My life isn't like the death of a thousand cuts. It's the boredom of a thousand choices. (Not the "Picture Of A Thousand Faces" either; I'm not Eric Gales) I've got all kinds of interesting things I could be doing with my time, but I don't do any of them. I sit in my dark, quiet house by myself and sort through the ideas: "No. No. Definitely not. Maybe...nope. No. No. Not that one either."

My life is like my car. My car needs oil changes every 3000 miles and brakes done every third oil change (or fifth or some number. Not important right now.) My life needs to go to work for 8 hours at a stretch then remember whether tonight is small group night, climbing night, or something else. My life has to remember to go to sleep at some sane time so that the next day isn't awful. My life has to remember to go to Shift and church every 7 days or every 5 work trips. It's all just the routine and the required intervals.

I can solve any problem if I put my mind to it, and a lot of my to-do list is "stuff to solve/procure/do." I just don't see why it's worth the bother. The list is stagnant and my life progresses without those items being accomplished, so they can't be that important.

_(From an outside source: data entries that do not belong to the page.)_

// src/pointer.rs
//! Tracks the cursor offset from the viewport center.
//!
//! Capture is raw; smoothing happens in the render loop (`SceneState::step`).

use glam::Vec2;
use winit::dpi::{PhysicalPosition, PhysicalSize};

/// Radians of sway target per pixel of cursor offset.
pub const SWAY_SENSITIVITY: f32 = 0.001;

#[derive(Debug, Clone)]
pub struct PointerTracker {
    center: Vec2,
    offset: Vec2,
}

impl PointerTracker {
    pub fn new(size: PhysicalSize<u32>) -> Self {
        let mut tracker = Self {
            center: Vec2::ZERO,
            offset: Vec2::ZERO,
        };
        tracker.set_viewport(size);
        tracker
    }

    /// Recomputes the viewport center after a resize.
    pub fn set_viewport(&mut self, size: PhysicalSize<u32>) {
        self.center = Vec2::new(size.width as f32, size.height as f32) * 0.5;
    }

    pub fn on_cursor_moved(&mut self, position: PhysicalPosition<f64>) {
        self.offset = Vec2::new(position.x as f32, position.y as f32) - self.center;
    }

    /// Last-seen offset from the viewport center, in pixels.
    #[inline]
    pub fn offset(&self) -> Vec2 {
        self.offset
    }

    /// Sway rotation target: cursor y drives pitch, cursor x drives yaw.
    #[inline]
    pub fn sway_target(&self) -> Vec2 {
        Vec2::new(self.offset.y, self.offset.x) * SWAY_SENSITIVITY
    }
}
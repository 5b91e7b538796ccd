//! Scrubline: internal dependency-free keyframe interpolation library.
//!
//! Animations here are not clocked by wall time. A [`Track`] is sampled by a
//! normalized progress value in `[0, 1]` (typically derived from a scroll
//! position), and a [`Tween`] advances by a fixed amount per animation frame.
//!
//! - A track is an ordered set of non-overlapping eased segments.
//! - Sampling clamps: before the first segment the track holds its initial
//!   value, between segments it holds the previous segment's end value, and
//!   past the last segment it holds the final value. There is no overshoot.
//! - Easing functions map `[0, 1] -> [0, 1]` with fixed endpoints.

/// Linear interpolation between `a` and `b`.
#[inline]
pub fn lerp(a: f32, b: f32, t: f32) -> f32 {
    a + (b - a) * t
}

/// Easing curve applied to a segment's local progress.
#[derive(Debug, Clone, Copy, PartialEq, Eq)]
pub enum Ease {
    Linear,
    /// Quadratic ease-in-out ("power1.inOut").
    QuadInOut,
    /// Quadratic ease-out ("power2.out" applied to a quadratic curve).
    QuadOut,
}

impl Ease {
    /// Maps local progress `t` in `[0, 1]` through the curve.
    /// Inputs are clamped, so `apply(0) == 0` and `apply(1) == 1` always hold.
    pub fn apply(self, t: f32) -> f32 {
        let t = t.clamp(0.0, 1.0);
        match self {
            Ease::Linear => t,
            Ease::QuadInOut => {
                if t < 0.5 {
                    2.0 * t * t
                } else {
                    1.0 - 2.0 * (1.0 - t) * (1.0 - t)
                }
            }
            Ease::QuadOut => 1.0 - (1.0 - t) * (1.0 - t),
        }
    }
}

/// One eased keyframe span inside a track.
#[derive(Debug, Clone, Copy)]
pub struct Segment {
    /// Progress value where the segment starts.
    pub start: f32,
    /// Progress value where the segment ends. Must be > `start`.
    pub end: f32,
    /// Value at `start`.
    pub from: f32,
    /// Value at `end`.
    pub to: f32,
    pub ease: Ease,
}

impl Segment {
    #[inline]
    fn sample(&self, progress: f32) -> f32 {
        let local = (progress - self.start) / (self.end - self.start);
        lerp(self.from, self.to, self.ease.apply(local))
    }
}

/// A scrubbed animation channel for a single scalar property.
#[derive(Debug, Clone)]
pub struct Track {
    initial: f32,
    segments: Vec<Segment>,
}

impl Track {
    /// Starts building a track that rests at `initial` before any segment.
    pub fn builder(initial: f32) -> TrackBuilder {
        TrackBuilder {
            initial,
            cursor: initial,
            segments: Vec::new(),
        }
    }

    /// Value of the track at normalized `progress`. Progress outside `[0, 1]`
    /// is clamped.
    pub fn sample(&self, progress: f32) -> f32 {
        let progress = progress.clamp(0.0, 1.0);
        let mut value = self.initial;
        for seg in &self.segments {
            if progress < seg.start {
                break;
            }
            if progress < seg.end {
                return seg.sample(progress);
            }
            value = seg.to;
        }
        value
    }

    /// Value the track rests at before its first segment.
    #[inline]
    pub fn initial(&self) -> f32 {
        self.initial
    }

    #[inline]
    pub fn segments(&self) -> &[Segment] {
        &self.segments
    }
}

/// Builds a [`Track`] from consecutive `to` steps, carrying the previous end
/// value forward as each new segment's start value.
#[derive(Debug, Clone)]
pub struct TrackBuilder {
    initial: f32,
    cursor: f32,
    segments: Vec<Segment>,
}

impl TrackBuilder {
    /// Appends a segment animating from the current value to `value` over the
    /// progress span `[start, end)`.
    ///
    /// Spans must be appended in order and must not overlap; out-of-order or
    /// degenerate spans are ignored rather than corrupting the track.
    pub fn to(mut self, value: f32, start: f32, end: f32, ease: Ease) -> Self {
        let prev_end = self.segments.last().map_or(f32::MIN, |s| s.end);
        if end <= start || start < prev_end {
            return self;
        }
        self.segments.push(Segment {
            start,
            end,
            from: self.cursor,
            to: value,
            ease,
        });
        self.cursor = value;
        self
    }

    pub fn build(self) -> Track {
        Track {
            initial: self.initial,
            segments: self.segments,
        }
    }
}

/// A frame-stepped progress value that runs toward 0 or 1 and eases on read.
///
/// `step()` is called once per animation frame; direction can flip mid-flight
/// and the tween reverses from wherever it currently is.
#[derive(Debug, Clone, Copy)]
pub struct Tween {
    t: f32,
    rate: f32,
    forward: bool,
    ease: Ease,
}

impl Tween {
    /// A tween resting at 0 that moves by `rate` per frame when stepped.
    pub fn new(rate: f32, ease: Ease) -> Self {
        Self {
            t: 0.0,
            rate,
            forward: false,
            ease,
        }
    }

    /// Sets the travel direction: `true` runs toward 1, `false` toward 0.
    pub fn run_to(&mut self, forward: bool) {
        self.forward = forward;
    }

    /// Advances one frame and returns the eased value in `[0, 1]`.
    pub fn step(&mut self) -> f32 {
        if self.forward {
            self.t = (self.t + self.rate).min(1.0);
        } else {
            self.t = (self.t - self.rate).max(0.0);
        }
        self.value()
    }

    /// Eased value at the current position, without advancing.
    #[inline]
    pub fn value(&self) -> f32 {
        self.ease.apply(self.t)
    }

    /// True once the tween has reached the end it is running toward.
    #[inline]
    pub fn settled(&self) -> bool {
        if self.forward {
            self.t >= 1.0
        } else {
            self.t <= 0.0
        }
    }
}

#[cfg(test)]
mod tests {
    use super::*;

    #[test]
    fn ease_endpoints_are_fixed() {
        for ease in [Ease::Linear, Ease::QuadInOut, Ease::QuadOut] {
            assert_eq!(ease.apply(0.0), 0.0);
            assert_eq!(ease.apply(1.0), 1.0);
        }
    }

    #[test]
    fn ease_clamps_out_of_range_input() {
        assert_eq!(Ease::QuadInOut.apply(-2.0), 0.0);
        assert_eq!(Ease::QuadInOut.apply(3.0), 1.0);
    }

    #[test]
    fn ease_is_monotonic() {
        for ease in [Ease::Linear, Ease::QuadInOut, Ease::QuadOut] {
            let mut prev = ease.apply(0.0);
            for i in 1..=100 {
                let v = ease.apply(i as f32 / 100.0);
                assert!(v >= prev, "{ease:?} not monotonic at step {i}");
                prev = v;
            }
        }
    }

    #[test]
    fn quad_in_out_midpoint() {
        assert!((Ease::QuadInOut.apply(0.5) - 0.5).abs() < 1e-6);
    }

    #[test]
    fn track_holds_initial_before_first_segment() {
        let track = Track::builder(10.0)
            .to(20.0, 0.5, 1.0, Ease::Linear)
            .build();
        assert_eq!(track.sample(0.0), 10.0);
        assert_eq!(track.sample(0.49), 10.0);
    }

    #[test]
    fn track_interpolates_inside_segment() {
        let track = Track::builder(0.0).to(10.0, 0.0, 1.0, Ease::Linear).build();
        assert!((track.sample(0.25) - 2.5).abs() < 1e-6);
        assert!((track.sample(0.75) - 7.5).abs() < 1e-6);
    }

    #[test]
    fn track_holds_between_and_after_segments() {
        let track = Track::builder(0.0)
            .to(5.0, 0.0, 0.25, Ease::Linear)
            .to(-3.0, 0.75, 1.0, Ease::Linear)
            .build();
        // Gap between segments holds the previous end value.
        assert_eq!(track.sample(0.5), 5.0);
        // Past the end holds the final value.
        assert_eq!(track.sample(1.0), -3.0);
    }

    #[test]
    fn track_clamps_progress() {
        let track = Track::builder(1.0).to(2.0, 0.0, 1.0, Ease::Linear).build();
        assert_eq!(track.sample(-1.0), track.sample(0.0));
        assert_eq!(track.sample(9.0), track.sample(1.0));
    }

    #[test]
    fn track_never_overshoots_segment_targets() {
        let track = Track::builder(0.0)
            .to(1.0, 0.0, 0.5, Ease::QuadInOut)
            .to(0.2, 0.5, 1.0, Ease::QuadInOut)
            .build();
        for i in 0..=1000 {
            let v = track.sample(i as f32 / 1000.0);
            assert!((0.0..=1.0).contains(&v), "overshoot: {v}");
        }
    }

    #[test]
    fn builder_rejects_overlapping_spans() {
        let track = Track::builder(0.0)
            .to(1.0, 0.0, 0.5, Ease::Linear)
            .to(9.0, 0.25, 0.75, Ease::Linear) // overlaps, dropped
            .build();
        assert_eq!(track.segments().len(), 1);
        assert_eq!(track.sample(1.0), 1.0);
    }

    #[test]
    fn chained_segments_carry_values_forward() {
        let track = Track::builder(0.0)
            .to(4.0, 0.0, 0.5, Ease::Linear)
            .to(2.0, 0.5, 1.0, Ease::Linear)
            .build();
        // Second segment starts from the first segment's end value.
        assert!((track.sample(0.5) - 4.0).abs() < 1e-6);
        assert!((track.sample(0.75) - 3.0).abs() < 1e-6);
    }

    #[test]
    fn tween_runs_both_directions() {
        let mut tw = Tween::new(0.25, Ease::Linear);
        tw.run_to(true);
        assert_eq!(tw.step(), 0.25);
        tw.step();
        tw.step();
        assert_eq!(tw.step(), 1.0);
        assert!(tw.settled());

        tw.run_to(false);
        assert!(!tw.settled());
        assert_eq!(tw.step(), 0.75);
    }

    #[test]
    fn tween_reverses_mid_flight() {
        let mut tw = Tween::new(0.1, Ease::Linear);
        tw.run_to(true);
        for _ in 0..3 {
            tw.step();
        }
        tw.run_to(false);
        let v = tw.step();
        assert!((v - 0.2).abs() < 1e-6);
    }
}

Maybe I'm deliberately limiting my choices and opportunities to avoid decision fatigue. Lately, I've been successfully social (remember, I can do anything I put my mind to), but I'm not "into it" right now. I get probably 2 or 3 emails every day about newly-scheduled or upcoming social Meetups. All of them go directly to the trash, though, with nothing new added to my calendar. I just don't really care.

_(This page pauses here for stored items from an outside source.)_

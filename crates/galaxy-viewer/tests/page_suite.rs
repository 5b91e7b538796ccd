use galaxy_viewer::reveal::{Reveal, REVEAL_SLIDE_PX, REVEAL_THRESHOLD};
use galaxy_viewer::scroll::{ScrollPage, BLOCK_MARGIN_FRACTION, SECTIONS};

const VIEW_H: f32 = 1000.0;

// ── Scroll page ─────────────────────────────────────────────────────────────

#[test]
fn page_spans_one_viewport_per_section() {
    let page = ScrollPage::new(VIEW_H);
    assert_eq!(page.max_offset(), (SECTIONS.len() - 1) as f32 * VIEW_H);
    assert_eq!(page.offset(), 0.0);
    assert_eq!(page.progress(), 0.0);
}

#[test]
fn scroll_clamps_at_both_ends() {
    let mut page = ScrollPage::new(VIEW_H);
    page.scroll_by(-500.0);
    assert_eq!(page.offset(), 0.0);

    page.scroll_by(1e9);
    assert_eq!(page.offset(), page.max_offset());
    assert_eq!(page.progress(), 1.0);
}

#[test]
fn progress_is_linear_in_offset() {
    let mut page = ScrollPage::new(VIEW_H);
    page.scroll_by(page.max_offset() / 2.0);
    assert!((page.progress() - 0.5).abs() < 1e-6);
}

#[test]
fn scroll_to_unknown_anchor_is_a_noop() {
    let mut page = ScrollPage::new(VIEW_H);
    page.scroll_by(137.0);
    page.scroll_to("missing");
    assert!(!page.gliding());

    // Stepping with no glide leaves the offset untouched.
    for _ in 0..10 {
        page.step();
    }
    assert_eq!(page.offset(), 137.0);
}

#[test]
fn glide_converges_on_the_anchor() {
    let mut page = ScrollPage::new(VIEW_H);
    let target = page.section_offset("contact").unwrap();
    page.scroll_to("contact");
    assert!(page.gliding());

    for _ in 0..60 {
        page.step();
    }
    assert!(!page.gliding());
    assert!((page.offset() - target).abs() < 1e-3);
}

#[test]
fn glide_moves_monotonically_toward_target() {
    let mut page = ScrollPage::new(VIEW_H);
    page.scroll_to("projects");
    let mut prev = page.offset();
    while page.gliding() {
        page.step();
        assert!(page.offset() >= prev - 1e-6, "glide reversed direction");
        assert!(page.offset() <= page.max_offset());
        prev = page.offset();
    }
}

#[test]
fn wheel_input_cancels_glide() {
    let mut page = ScrollPage::new(VIEW_H);
    page.scroll_to("contact");
    page.step();
    page.scroll_by(-10.0);
    assert!(!page.gliding());
}

#[test]
fn refresh_is_idempotent_for_identical_viewports() {
    let mut page = ScrollPage::new(VIEW_H);
    page.scroll_by(1234.0);
    let before = page.offset();
    page.refresh(VIEW_H);
    page.refresh(VIEW_H);
    assert_eq!(page.offset(), before);
    assert_eq!(page.max_offset(), (SECTIONS.len() - 1) as f32 * VIEW_H);
}

#[test]
fn refresh_preserves_page_position_across_resize() {
    let mut page = ScrollPage::new(VIEW_H);
    page.scroll_by(VIEW_H); // exactly one section down
    let progress = page.progress();

    page.refresh(VIEW_H / 2.0);
    assert!((page.progress() - progress).abs() < 1e-6);
    assert!((page.offset() - VIEW_H / 2.0).abs() < 1e-3);
}

#[test]
fn block_top_tracks_scroll_offset() {
    let mut page = ScrollPage::new(VIEW_H);
    assert_eq!(page.block_top(0), BLOCK_MARGIN_FRACTION * VIEW_H);
    assert_eq!(page.block_top(1), (1.0 + BLOCK_MARGIN_FRACTION) * VIEW_H);

    page.scroll_by(100.0);
    assert_eq!(page.block_top(0), BLOCK_MARGIN_FRACTION * VIEW_H - 100.0);
}

// ── Reveals ─────────────────────────────────────────────────────────────────

#[test]
fn block_below_threshold_stays_hidden() {
    let mut reveal = Reveal::new();
    let top = VIEW_H * REVEAL_THRESHOLD + 1.0;
    for _ in 0..120 {
        let pose = reveal.step(top, VIEW_H);
        assert_eq!(pose.opacity, 0.0);
        assert_eq!(pose.y_offset, REVEAL_SLIDE_PX);
    }
}

#[test]
fn crossing_the_threshold_fades_and_slides_in() {
    let mut reveal = Reveal::new();
    let top = VIEW_H * REVEAL_THRESHOLD - 1.0;

    let mut prev_opacity = 0.0;
    let mut settled_at = None;
    for frame in 0..120 {
        let pose = reveal.step(top, VIEW_H);
        assert!(pose.opacity >= prev_opacity, "opacity regressed mid-reveal");
        // Opacity and slide are locked together.
        let expected_offset = (1.0 - pose.opacity) * REVEAL_SLIDE_PX;
        assert!((pose.y_offset - expected_offset).abs() < 1e-5);
        prev_opacity = pose.opacity;
        if pose.opacity >= 1.0 && settled_at.is_none() {
            settled_at = Some(frame);
        }
    }
    let settled = settled_at.expect("reveal never completed");
    assert!(settled >= 30, "reveal completed implausibly fast");
    let pose = reveal.pose();
    assert_eq!(pose.opacity, 1.0);
    assert_eq!(pose.y_offset, 0.0);
}

#[test]
fn scrolling_back_out_reverses_the_reveal() {
    let mut reveal = Reveal::new();
    let inside = VIEW_H * REVEAL_THRESHOLD - 1.0;
    let outside = VIEW_H * REVEAL_THRESHOLD + 1.0;

    for _ in 0..120 {
        reveal.step(inside, VIEW_H);
    }
    assert_eq!(reveal.pose().opacity, 1.0);

    // Toggle runs both directions; this is not a play-once effect.
    let mut prev = 1.0;
    for _ in 0..120 {
        let pose = reveal.step(outside, VIEW_H);
        assert!(pose.opacity <= prev);
        prev = pose.opacity;
    }
    assert_eq!(reveal.pose().opacity, 0.0);
    assert_eq!(reveal.pose().y_offset, REVEAL_SLIDE_PX);
}

#[test]
fn reveal_reverses_mid_flight() {
    let mut reveal = Reveal::new();
    let inside = VIEW_H * 0.5;
    let outside = VIEW_H;

    for _ in 0..15 {
        reveal.step(inside, VIEW_H);
    }
    let partial = reveal.pose().opacity;
    assert!(partial > 0.0 && partial < 1.0);

    let pose = reveal.step(outside, VIEW_H);
    assert!(pose.opacity < partial);
}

Occasionally, I'll purposely make decisions that agitate my life's status quo. Sometimes it's worth stirring up "stuff" just to stir up stuff. Soon, though, that too becomes uninteresting. I've usually advanced some marker in my life as a result of the stirring, but then I become unmotivated for that too. Similarly, although my target work arrival time is 9 AM, my actual work time varies wildly from 8 to 9:30. Lately, more like 9:30, to be honest. However, that doesn't really matter either as I make all my meetings, stay late enough to get my hours in, and get all my work done. Deliberate malicious decision? No, just unmotivated to get to work early. Pushing my bedtime later doesn't help either, I suppose, though I find some little motivation late at night.

I touch the fire
And it freezes me
I look into it and it's black
Why can't I feel?
My skin should crack and peel
I want the fire back
(unattributed lyrics will help avoid controversy)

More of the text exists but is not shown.